Everyone gets their chance to shine, including those lesser names in supporting roles like Couture (pulling off something Stallone’s character can’t), Crews (with a wonderfully loud gun) and Steve Austin (kicking Sly’s ass). There are cameos from Bruce Willis (watch the gag reel — it seems he could barely be bothered to learn his lines) and Arnie (I know he was never a great actor, but was he always that bad?) They’re fun though, and help contribute a couple of memorable lines.

How cool is that?The main joy of the film is, of course, the action.

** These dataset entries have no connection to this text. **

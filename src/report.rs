//! Version and capability report for the info tool.
//!
//! The report is written against [`ContextProbe`] so that the formatting and
//! version gating can be exercised without a display. [`crate::probe::GlProbe`]
//! is the implementation backed by SDL and a live GL context.

use std::io::Write;

use thiserror::Error;

use crate::config::{
    Profile, PROFILE_NAME_COMPAT, PROFILE_NAME_CORE, STRATEGY_NAME_LOSE, STRATEGY_NAME_NONE,
};
use crate::version::VersionTriple;

#[derive(Debug, Error)]
pub enum ReportError {
    #[error("OpenGL function {0} is not available")]
    MissingCapability(&'static str),

    #[error("failed to write report: {0}")]
    Io(#[from] std::io::Error),
}

/// Strings readable through `glGetString`.
#[derive(Debug, Clone, Copy, PartialEq, Eq)]
pub enum GlString {
    Version,
    Renderer,
    Vendor,
    ShadingLanguageVersion,
    Extensions,
}

/// Integers readable through `glGetIntegerv`.
#[derive(Debug, Clone, Copy, PartialEq, Eq)]
pub enum GlInteger {
    ContextFlags,
    ProfileMask,
    ResetNotificationStrategy,
    NumExtensions,
}

/// Source of everything the report prints.
pub trait ContextProbe {
    /// Library version the crate was compiled against.
    fn header_version(&self) -> VersionTriple;
    /// Library version loaded at runtime.
    fn runtime_version(&self) -> VersionTriple;
    fn library_version_string(&self) -> String;
    fn gl_string(&self, name: GlString) -> String;
    fn gl_integer(&self, name: GlInteger) -> u32;
    /// Forward-compatible flag as recorded by the windowing library.
    fn library_forward_compat(&self) -> bool;
    /// Profile as recorded by the windowing library, `None` if unrecognized.
    fn library_profile(&self) -> Option<Profile>;
    /// Extensions enumerated by index, or `None` when the indexed query
    /// function was not loaded.
    fn indexed_extensions(&self) -> Option<Vec<String>>;
}

const CONTEXT_FLAGS: [(u32, &str); 3] = [
    (gl::CONTEXT_FLAG_FORWARD_COMPATIBLE_BIT, "forward-compatible"),
    (gl::CONTEXT_FLAG_DEBUG_BIT, "debug"),
    (gl::CONTEXT_FLAG_ROBUST_ACCESS_BIT, "robust-access"),
];

/// Names of the set context flag bits, or `none`.
#[must_use]
pub fn context_flag_names(flags: u32) -> String {
    let names: Vec<&str> = CONTEXT_FLAGS
        .iter()
        .filter(|(bit, _)| flags & bit != 0)
        .map(|(_, name)| *name)
        .collect();

    if names.is_empty() {
        "none".to_string()
    } else {
        names.join(" ")
    }
}

/// Name for a `GL_CONTEXT_PROFILE_MASK` value. Compatibility wins if both
/// bits are set.
#[must_use]
pub fn profile_mask_name(mask: u32) -> &'static str {
    if mask & gl::CONTEXT_COMPATIBILITY_PROFILE_BIT != 0 {
        PROFILE_NAME_COMPAT
    } else if mask & gl::CONTEXT_CORE_PROFILE_BIT != 0 {
        PROFILE_NAME_CORE
    } else {
        "unknown"
    }
}

#[must_use]
pub fn library_profile_name(profile: Option<Profile>) -> &'static str {
    profile.map_or("unknown", Profile::name)
}

#[must_use]
pub fn reset_strategy_name(strategy: u32) -> &'static str {
    match strategy {
        gl::NO_RESET_NOTIFICATION => STRATEGY_NAME_NONE,
        gl::LOSE_CONTEXT_ON_RESET => STRATEGY_NAME_LOSE,
        _ => "unknown",
    }
}

/// Write the full report.
pub fn write_report<W, P>(out: &mut W, probe: &P, list_extensions: bool) -> Result<(), ReportError>
where
    W: Write,
    P: ContextProbe + ?Sized,
{
    let header = probe.header_version();
    let runtime = probe.runtime_version();

    writeln!(out, "SDL header version: {}", header)?;
    writeln!(out, "SDL library version: {}", runtime)?;
    if header != runtime {
        writeln!(out, "*** WARNING: SDL version mismatch! ***")?;
    }
    writeln!(
        out,
        "SDL library version string: \"{}\"",
        probe.library_version_string()
    )?;

    let version_string = probe.gl_string(GlString::Version);
    writeln!(out, "OpenGL context version string: \"{}\"", version_string)?;

    let version = VersionTriple::parse_gl_version(&version_string).unwrap_or_else(|| {
        log::warn!("Unparseable OpenGL version string: {:?}", version_string);
        VersionTriple::default()
    });
    writeln!(out, "OpenGL context version parsed: {}", version)?;

    if version.major >= 3 {
        let flags = probe.gl_integer(GlInteger::ContextFlags);
        writeln!(out, "OpenGL context flags: {}", context_flag_names(flags))?;
        writeln!(
            out,
            "OpenGL forward-compatible flag reported by SDL: {}",
            probe.library_forward_compat()
        )?;

        if flags & gl::CONTEXT_FLAG_ROBUST_ACCESS_BIT != 0 {
            let strategy = probe.gl_integer(GlInteger::ResetNotificationStrategy);
            writeln!(
                out,
                "OpenGL robustness strategy: {} ({:#010x})",
                reset_strategy_name(strategy),
                strategy
            )?;
        }
    }

    if version.at_least(3, 2) {
        let mask = probe.gl_integer(GlInteger::ProfileMask);
        writeln!(
            out,
            "OpenGL profile mask: {} ({:#010x})",
            profile_mask_name(mask),
            mask
        )?;
        writeln!(
            out,
            "OpenGL profile reported by SDL: {}",
            library_profile_name(probe.library_profile())
        )?;
    }

    writeln!(
        out,
        "OpenGL context renderer string: \"{}\"",
        probe.gl_string(GlString::Renderer)
    )?;
    writeln!(
        out,
        "OpenGL context vendor string: \"{}\"",
        probe.gl_string(GlString::Vendor)
    )?;

    if version.major > 1 {
        writeln!(
            out,
            "OpenGL context shading language version: \"{}\"",
            probe.gl_string(GlString::ShadingLanguageVersion)
        )?;
    }

    if list_extensions {
        write_extensions(out, probe, version.major)?;
    }

    Ok(())
}

/// List supported extensions, one per line, followed by an empty line.
///
/// Contexts newer than 2.x are enumerated by index; older ones split the
/// legacy space-separated string.
pub fn write_extensions<W, P>(out: &mut W, probe: &P, major: u32) -> Result<(), ReportError>
where
    W: Write,
    P: ContextProbe + ?Sized,
{
    writeln!(out, "OpenGL context supported extensions:")?;

    if major > 2 {
        let extensions = probe
            .indexed_extensions()
            .ok_or(ReportError::MissingCapability("glGetStringi"))?;
        for extension in extensions {
            writeln!(out, "{}", extension)?;
        }
    } else {
        let extensions = probe.gl_string(GlString::Extensions);
        write!(out, "{}", extensions.replace(' ', "\n"))?;
    }

    writeln!(out)?;
    Ok(())
}

#[cfg(test)]
mod tests {
    use super::*;

    #[test]
    fn test_context_flag_names() {
        assert_eq!(context_flag_names(0), "none");
        assert_eq!(
            context_flag_names(gl::CONTEXT_FLAG_FORWARD_COMPATIBLE_BIT),
            "forward-compatible"
        );
        assert_eq!(
            context_flag_names(
                gl::CONTEXT_FLAG_FORWARD_COMPATIBLE_BIT | gl::CONTEXT_FLAG_DEBUG_BIT
            ),
            "forward-compatible debug"
        );
        assert_eq!(context_flag_names(0x100), "none");
    }

    #[test]
    fn test_profile_mask_name() {
        assert_eq!(profile_mask_name(gl::CONTEXT_CORE_PROFILE_BIT), "core");
        assert_eq!(profile_mask_name(gl::CONTEXT_COMPATIBILITY_PROFILE_BIT), "compat");
        assert_eq!(
            profile_mask_name(gl::CONTEXT_CORE_PROFILE_BIT | gl::CONTEXT_COMPATIBILITY_PROFILE_BIT),
            "compat"
        );
        assert_eq!(profile_mask_name(0), "unknown");
    }

    #[test]
    fn test_library_profile_name() {
        assert_eq!(library_profile_name(Some(Profile::Core)), "core");
        assert_eq!(library_profile_name(Some(Profile::Es2)), "es2");
        assert_eq!(library_profile_name(None), "unknown");
    }

    #[test]
    fn test_reset_strategy_name() {
        assert_eq!(reset_strategy_name(gl::NO_RESET_NOTIFICATION), "none");
        assert_eq!(reset_strategy_name(gl::LOSE_CONTEXT_ON_RESET), "lose");
        assert_eq!(reset_strategy_name(0), "unknown");
    }
}
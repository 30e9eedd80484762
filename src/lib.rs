//! Command-line probes for an SDL2 window and its OpenGL context.
//!
//! Two binaries sit on top of this library:
//! - `gamma` opens a window and lets the user adjust display gamma from the
//!   keyboard;
//! - `glinfo` creates a context with the requested hints and prints version
//!   and capability information about SDL and OpenGL.

pub mod cli;
pub mod config;
pub mod gamma;
pub mod input;
pub mod logging;
pub mod probe;
pub mod report;
pub mod scene;
pub mod session;
pub mod version;

pub use cli::Command;
pub use config::{ConfigError, GammaConfig, InfoConfig};
pub use logging::LogLevel;
pub use session::{BootstrapError, Session};
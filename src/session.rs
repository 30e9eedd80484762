//! Library bootstrap: hints, surface creation and GL loading.
//!
//! Everything here runs once before the tool does its real work. Any
//! failure is returned as a [`BootstrapError`]; nothing is retried.

use sdl2::video::gl_attr::GLAttr;
use sdl2::video::{GLContext, GLProfile, SwapInterval, Window};
use sdl2::{EventPump, Sdl, VideoSubsystem};
use thiserror::Error;

use crate::config::{DisplayMode, InfoConfig, Profile, ResetStrategy};

/// Size of an auto-sized windowed surface.
pub const DEFAULT_WINDOW_SIZE: (u32, u32) = (640, 480);

/// Errors raised while bringing up the library, window or context.
#[derive(Debug, Clone, PartialEq, Eq, Error)]
pub enum BootstrapError {
    #[error("Failed to initialize SDL: {0}")]
    Init(String),

    #[error("Failed to query desktop mode: {0}")]
    DesktopMode(String),

    #[error("Failed to open SDL window: {0}")]
    Window(String),

    #[error("Failed to create OpenGL context: {0}")]
    Context(String),

    #[error("Failed to obtain event pump: {0}")]
    EventPump(String),
}

/// Context flag bits requested together.
#[derive(Debug, Clone, Copy, PartialEq, Eq, Default)]
pub struct ContextFlagRequest {
    pub debug: bool,
    pub forward_compat: bool,
    pub robust_access: bool,
}

/// Receiver of context creation hints.
///
/// Hints must all be issued before the window and context are created.
pub trait HintSink {
    fn hint_version(&mut self, major: u8, minor: u8);
    fn hint_profile(&mut self, profile: Profile);
    fn hint_context_flags(&mut self, flags: ContextFlagRequest);
    fn hint_reset_notification(&mut self, strategy: ResetStrategy);
}

/// Context creation options. Anything left unset keeps the library default.
#[derive(Debug, Clone, Copy, PartialEq, Eq, Default)]
pub struct ContextHints {
    pub version: Option<(u8, u8)>,
    pub debug: bool,
    pub forward_compat: bool,
    pub profile: Option<Profile>,
    pub strategy: Option<ResetStrategy>,
}

impl From<&InfoConfig> for ContextHints {
    fn from(config: &InfoConfig) -> Self {
        Self {
            version: config.requested_version(),
            debug: config.debug,
            forward_compat: config.forward_compat,
            profile: config.profile,
            strategy: config.strategy,
        }
    }
}

impl ContextHints {
    /// Issue one call per requested option, and none for the others.
    pub fn apply<S: HintSink + ?Sized>(&self, sink: &mut S) {
        match (self.version, self.profile) {
            (Some((major, minor)), _) => sink.hint_version(major, minor),
            (None, Some(Profile::Es2)) => sink.hint_version(2, 0),
            (None, _) => {}
        }

        if let Some(profile) = self.profile {
            sink.hint_profile(profile);
        }

        let flags = ContextFlagRequest {
            debug: self.debug,
            forward_compat: self.forward_compat,
            robust_access: self.strategy.is_some(),
        };
        if flags != ContextFlagRequest::default() {
            sink.hint_context_flags(flags);
        }

        if let Some(strategy) = self.strategy {
            sink.hint_reset_notification(strategy);
        }
    }
}

impl HintSink for GLAttr<'_> {
    fn hint_version(&mut self, major: u8, minor: u8) {
        log::debug!("hint: context version {}.{}", major, minor);
        self.set_context_version(major, minor);
    }

    fn hint_profile(&mut self, profile: Profile) {
        log::debug!("hint: profile {}", profile.name());
        self.set_context_profile(match profile {
            Profile::Core => GLProfile::Core,
            Profile::Compat => GLProfile::Compatibility,
            Profile::Es2 => GLProfile::GLES,
        });
    }

    fn hint_context_flags(&mut self, flags: ContextFlagRequest) {
        log::debug!("hint: context flags {:?}", flags);
        let mut builder = self.set_context_flags();
        if flags.debug {
            builder.debug();
        }
        if flags.forward_compat {
            builder.forward_compatible();
        }
        if flags.robust_access {
            builder.robust_access();
        }
        builder.set();
    }

    fn hint_reset_notification(&mut self, strategy: ResetStrategy) {
        log::debug!("hint: reset notification {}", strategy.name());
        let value = match strategy {
            ResetStrategy::NoNotification => 0,
            ResetStrategy::LoseContext => 1,
        };
        // SAFETY: plain attribute store, valid before context creation.
        let result = unsafe {
            sdl2::sys::SDL_GL_SetAttribute(
                sdl2::sys::SDL_GLattr::SDL_GL_CONTEXT_RESET_NOTIFICATION,
                value,
            )
        };
        if result != 0 {
            log::warn!("reset notification hint rejected: {}", sdl2::get_error());
        }
    }
}

/// Resolve the surface size for `mode`.
///
/// The desktop resolution is queried only for fullscreen surfaces.
pub fn surface_size<F>(mode: DisplayMode, desktop: F) -> Result<(u32, u32), BootstrapError>
where
    F: FnOnce() -> Result<(u32, u32), BootstrapError>,
{
    match mode {
        DisplayMode::Fullscreen => desktop(),
        DisplayMode::Windowed => Ok(DEFAULT_WINDOW_SIZE),
    }
}

/// What to open.
#[derive(Debug, Clone, Copy, PartialEq, Eq)]
pub struct SurfaceRequest<'a> {
    pub title: &'a str,
    pub mode: DisplayMode,
    pub hints: ContextHints,
}

/// A live window with a current OpenGL context.
///
/// Dropping the session destroys the context and window and shuts SDL down.
pub struct Session {
    _gl_context: GLContext,
    window: Window,
    video: VideoSubsystem,
    sdl: Sdl,
}

impl Session {
    /// Initialize SDL, apply the hints and open the surface.
    pub fn open(request: &SurfaceRequest<'_>) -> Result<Self, BootstrapError> {
        log::info!("Initializing SDL2");
        let sdl = sdl2::init().map_err(BootstrapError::Init)?;
        let video = sdl.video().map_err(BootstrapError::Init)?;

        request.hints.apply(&mut video.gl_attr());

        let (width, height) = surface_size(request.mode, || desktop_size(&video))?;
        log::info!(
            "Creating {} surface: {}x{}",
            if request.mode.is_fullscreen() { "fullscreen" } else { "windowed" },
            width,
            height
        );

        // Returning early drops `video` and `sdl`, which shuts the library down.
        let mut builder = video.window(request.title, width, height);
        builder.opengl();
        if request.mode.is_fullscreen() {
            builder.fullscreen();
        } else {
            builder.position_centered().resizable();
        }
        let window = builder
            .build()
            .map_err(|e| BootstrapError::Window(e.to_string()))?;

        let gl_context = window.gl_create_context().map_err(BootstrapError::Context)?;
        window
            .gl_make_current(&gl_context)
            .map_err(BootstrapError::Context)?;

        gl::load_with(|name| video.gl_get_proc_address(name) as *const _);

        if let Err(err) = video.gl_set_swap_interval(SwapInterval::VSync) {
            log::warn!("vsync unavailable: {}", err);
        }

        Ok(Self {
            _gl_context: gl_context,
            window,
            video,
            sdl,
        })
    }

    pub fn window(&self) -> &Window {
        &self.window
    }

    pub fn window_mut(&mut self) -> &mut Window {
        &mut self.window
    }

    pub fn video(&self) -> &VideoSubsystem {
        &self.video
    }

    pub fn event_pump(&self) -> Result<EventPump, BootstrapError> {
        self.sdl.event_pump().map_err(BootstrapError::EventPump)
    }

    /// Size of the drawable area in pixels.
    pub fn drawable_size(&self) -> (u32, u32) {
        self.window.drawable_size()
    }
}

fn desktop_size(video: &VideoSubsystem) -> Result<(u32, u32), BootstrapError> {
    let mode = video
        .desktop_display_mode(0)
        .map_err(BootstrapError::DesktopMode)?;
    Ok((mode.w.max(1) as u32, mode.h.max(1) as u32))
}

There are plentiful big explosions, blood-spurting deaths, highly choreographed one-on-one punch-ups… It takes a bit of time to get going in this regard, too concerned with trying to give us a plot where we don’t need one and shadows of character development where we don’t want it, but when it kicks in it’s entertainingly bombastic. Particular stand-outs include a plane-based attack on a pier and the crazy climax, an everyone-on-everyone brawl that features a whole building exploding as just one small part.

And in traditional violent action movie style, it was even cut for UK cinemas. How thoughtful. Said edit was two seconds to get a 15; the BD (and DVD? I don’t know) is uncut. The edited moment was a stabbing, of which there are many, many examples in the film; but this one was deemed sufficiently worse than the others. Can’t say I blame the distributor making that cut — a tiny omission no one would notice, which gains three years’ worth of action-hungry teens with plentiful disposable income, your precise target market.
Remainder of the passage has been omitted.